__HOW TO COMPLETE THIS TASK__. Which lines below hold the word "struct"? Copy all of them.

Stored data:
*** Begin section ***
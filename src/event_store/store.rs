//! Event Store - durable whole-file record collection
//!
//! The store keeps every accepted record in one pretty-printed JSON array.
//! Each operation reads (and, for mutations, rewrites) the whole file while
//! holding a single lock, so concurrent callers never observe a half-written
//! collection and never lose each other's appends.

use std::fs;
use std::io;
use std::path::{Path, PathBuf};

use parking_lot::Mutex;
use thiserror::Error;
use tracing::{debug, error, info, warn};

use crate::types::{Collection, Record};
use crate::utils::{atomic_write, file_timestamp, move_aside, remove_stale_temp};

/// Configuration for the EventStore
#[derive(Debug, Clone)]
pub struct EventStoreConfig {
    /// Directory holding the data file
    pub data_dir: PathBuf,
    /// Name of the data file inside `data_dir`
    pub file_name: String,
}

impl Default for EventStoreConfig {
    fn default() -> Self {
        Self {
            data_dir: PathBuf::from("data"),
            file_name: "mdb_data.json".to_string(),
        }
    }
}

impl EventStoreConfig {
    /// Create config with custom data directory
    pub fn new<P: AsRef<Path>>(data_dir: P) -> Self {
        Self {
            data_dir: data_dir.as_ref().to_path_buf(),
            ..Default::default()
        }
    }

    pub fn with_file_name(mut self, file_name: impl Into<String>) -> Self {
        self.file_name = file_name.into();
        self
    }

    /// Get path to the data file
    pub fn data_path(&self) -> PathBuf {
        self.data_dir.join(&self.file_name)
    }

    /// Where an unreadable data file is moved before it gets replaced
    pub fn corrupt_backup_path(&self, stamp: &str) -> PathBuf {
        let data_path = self.data_path();
        let stem = data_path
            .file_stem()
            .map(|s| s.to_string_lossy().into_owned())
            .unwrap_or_else(|| "data".to_string());
        self.data_dir.join(format!("{}.corrupt-{}.json", stem, stamp))
    }
}

/// Result type for EventStore operations
pub type EventStoreResult<T> = Result<T, EventStoreError>;

/// Errors that can occur in EventStore operations
#[derive(Debug, Error)]
pub enum EventStoreError {
    #[error("cannot create data directory {}: {source}", path.display())]
    DataDir {
        path: PathBuf,
        #[source]
        source: io::Error,
    },

    #[error("IO error on {}: {source}", path.display())]
    Io {
        path: PathBuf,
        #[source]
        source: io::Error,
    },

    #[error("data file {} is not a valid record list: {source}", path.display())]
    Corrupt {
        path: PathBuf,
        #[source]
        source: serde_json::Error,
    },

    #[error("JSON error: {0}")]
    Json(#[from] serde_json::Error),
}

impl EventStoreError {
    fn io(path: &Path, source: io::Error) -> Self {
        EventStoreError::Io {
            path: path.to_path_buf(),
            source,
        }
    }
}

/// The EventStore owns the on-disk record collection
pub struct EventStore {
    config: EventStoreConfig,
    data_path: PathBuf,
    /// Serializes every load/modify/persist sequence
    lock: Mutex<()>,
}

impl EventStore {
    /// Open the store, preparing the data directory and file.
    ///
    /// Creates the data directory when missing, removes the data file's own
    /// temp sibling left by an interrupted write, and persists an empty
    /// collection on first start. Other files in the directory are left alone.
    pub fn open(config: EventStoreConfig) -> EventStoreResult<Self> {
        fs::create_dir_all(&config.data_dir).map_err(|source| EventStoreError::DataDir {
            path: config.data_dir.clone(),
            source,
        })?;

        let data_path = config.data_path();

        if remove_stale_temp(&data_path).map_err(|e| EventStoreError::io(&data_path, e))? {
            warn!(path = %data_path.display(), "removed temp file left by an interrupted write");
        }

        if !data_path.exists() {
            atomic_write(&data_path, b"[]").map_err(|e| EventStoreError::io(&data_path, e))?;
            info!(path = %data_path.display(), "created empty data file");
        }

        Ok(Self {
            config,
            data_path,
            lock: Mutex::new(()),
        })
    }

    /// Get the configuration
    pub fn config(&self) -> &EventStoreConfig {
        &self.config
    }

    /// Get the data file path
    pub fn path(&self) -> &Path {
        &self.data_path
    }

    /// Load the whole collection, reporting read and parse failures
    pub fn try_load(&self) -> EventStoreResult<Collection> {
        let _guard = self.lock.lock();
        self.read_collection()
    }

    /// Load the whole collection.
    ///
    /// A missing file is an empty collection. An unreadable or unparseable
    /// file is logged and also yields an empty collection, which callers
    /// must not take as proof that no data exists.
    pub fn load(&self) -> Collection {
        match self.try_load() {
            Ok(records) => {
                debug!(count = records.len(), "loaded collection");
                records
            }
            Err(e) => {
                error!(error = %e, "failed to load collection, serving empty");
                Vec::new()
            }
        }
    }

    /// Append a record and persist the collection, returning the new length
    pub fn append(&self, record: Record) -> EventStoreResult<usize> {
        let _guard = self.lock.lock();

        let mut records = self.load_for_write()?;
        records.push(record);

        if let Err(e) = self.write_collection(&records) {
            error!(error = %e, "append failed, collection unchanged");
            return Err(e);
        }

        let count = records.len();
        info!(count, "record appended");
        Ok(count)
    }

    /// Up to the last `n` records, most recent first
    pub fn latest(&self, n: usize) -> Collection {
        self.load().into_iter().rev().take(n).collect()
    }

    /// Replace the collection with an empty one
    pub fn clear(&self) -> EventStoreResult<()> {
        let _guard = self.lock.lock();

        if let Err(e) = self.write_collection(&[]) {
            error!(error = %e, "clear failed, collection unchanged");
            return Err(e);
        }

        info!("collection cleared");
        Ok(())
    }

    /// The collection as pretty-printed JSON, ready for download
    pub fn export(&self) -> EventStoreResult<Vec<u8>> {
        let records = self.load();
        Ok(serde_json::to_vec_pretty(&records)?)
    }

    /// Number of records currently persisted
    pub fn count(&self) -> usize {
        self.load().len()
    }

    /// Read and parse the data file (caller holds the lock)
    fn read_collection(&self) -> EventStoreResult<Collection> {
        let bytes = match fs::read(&self.data_path) {
            Ok(bytes) => bytes,
            Err(e) if e.kind() == io::ErrorKind::NotFound => return Ok(Vec::new()),
            Err(e) => return Err(EventStoreError::io(&self.data_path, e)),
        };

        if bytes.iter().all(u8::is_ascii_whitespace) {
            return Ok(Vec::new());
        }

        serde_json::from_slice(&bytes).map_err(|source| EventStoreError::Corrupt {
            path: self.data_path.clone(),
            source,
        })
    }

    /// Load before a mutation (caller holds the lock).
    ///
    /// An unparseable file is moved aside so the rewrite cannot destroy it.
    /// Any other read failure aborts the mutation.
    fn load_for_write(&self) -> EventStoreResult<Collection> {
        match self.read_collection() {
            Err(EventStoreError::Corrupt { path, source }) => {
                let backup = self.config.corrupt_backup_path(&file_timestamp());
                move_aside(&path, &backup).map_err(|e| EventStoreError::io(&path, e))?;
                warn!(
                    error = %source,
                    backup = %backup.display(),
                    "data file unparseable, moved aside and starting a new collection"
                );
                Ok(Vec::new())
            }
            other => other,
        }
    }

    /// Persist the collection atomically (caller holds the lock)
    fn write_collection(&self, records: &[Record]) -> EventStoreResult<()> {
        let bytes = serde_json::to_vec_pretty(records)?;
        atomic_write(&self.data_path, &bytes).map_err(|e| EventStoreError::io(&self.data_path, e))
    }
}
//! Event Store Module
//!
//! Whole-file persistence for the record collection:
//!
//! ```text
//! Append:
//! ┌─────────┐    ┌──────────┐    ┌───────────┐    ┌──────────────────┐
//! │ Gateway │───►│ lock     │───►│ read file │───►│ push + write tmp │──► rename
//! └─────────┘    └──────────┘    └───────────┘    └──────────────────┘
//! ```
//!
//! Reads take the same lock, so no caller ever sees a half-written file.

mod store;

pub use store::{EventStore, EventStoreConfig, EventStoreError, EventStoreResult};
//! MDB Ingest Server - Binary Entry Point

use std::sync::Arc;

use mdb_ingest::{create_router, AppState, EventStore, ServerConfig, VERSION};
use tracing::info;
use tracing_subscriber::EnvFilter;

type BoxError = Box<dyn std::error::Error + Send + Sync>;

#[tokio::main]
async fn main() -> Result<(), BoxError> {
    init_tracing();

    let config = ServerConfig::from_env()?;
    let store = Arc::new(EventStore::open(config.store_config())?);
    let static_dir = config.static_dir();

    let state = Arc::new(AppState::new(Arc::clone(&store), config.server_name.clone()));
    let app = create_router(state, static_dir.clone());

    let addr = config.bind_addr();
    let listener = tokio::net::TcpListener::bind(&addr).await?;

    info!("{} v{} listening on http://{}", config.server_name, VERSION, addr);
    info!("Data file: {} ({} records)", store.path().display(), store.count());
    match &static_dir {
        Some(dir) => info!("Static files: {}", dir.display()),
        None => info!("Static files: disabled ({} not found)", config.static_dir.display()),
    }
    info!("Endpoints:");
    info!("  GET    /api/health");
    info!("  POST   /automation");
    info!("  POST   /account");
    info!("  POST   /api/mdb/receive");
    info!("  GET    /api/mdb/data");
    info!("  GET    /api/mdb/data/latest");
    info!("  GET    /api/mdb/export");
    info!("  DELETE /api/mdb/data");

    axum::serve(listener, app)
        .with_graceful_shutdown(shutdown_signal())
        .await?;

    info!("Server stopped");
    Ok(())
}

fn init_tracing() {
    let filter = EnvFilter::try_from_default_env()
        .unwrap_or_else(|_| EnvFilter::new("mdb_ingest=info,mdb_server=info,tower_http=info"));

    tracing_subscriber::fmt()
        .with_env_filter(filter)
        .with_target(true)
        .init();
}

/// Resolves on Ctrl+C, or SIGTERM on unix
async fn shutdown_signal() {
    let ctrl_c = async {
        let _ = tokio::signal::ctrl_c().await;
    };

    #[cfg(unix)]
    let terminate = async {
        match tokio::signal::unix::signal(tokio::signal::unix::SignalKind::terminate()) {
            Ok(mut signal) => {
                signal.recv().await;
            }
            Err(_) => std::future::pending::<()>().await,
        }
    };

    #[cfg(not(unix))]
    let terminate = std::future::pending::<()>();

    tokio::select! {
        _ = ctrl_c => {},
        _ = terminate => {},
    }

    info!("Shutdown signal received");
}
*** End section ***
__PROBLEM SOLUTION__.
pub struct EventStoreConfig {
pub struct EventStore {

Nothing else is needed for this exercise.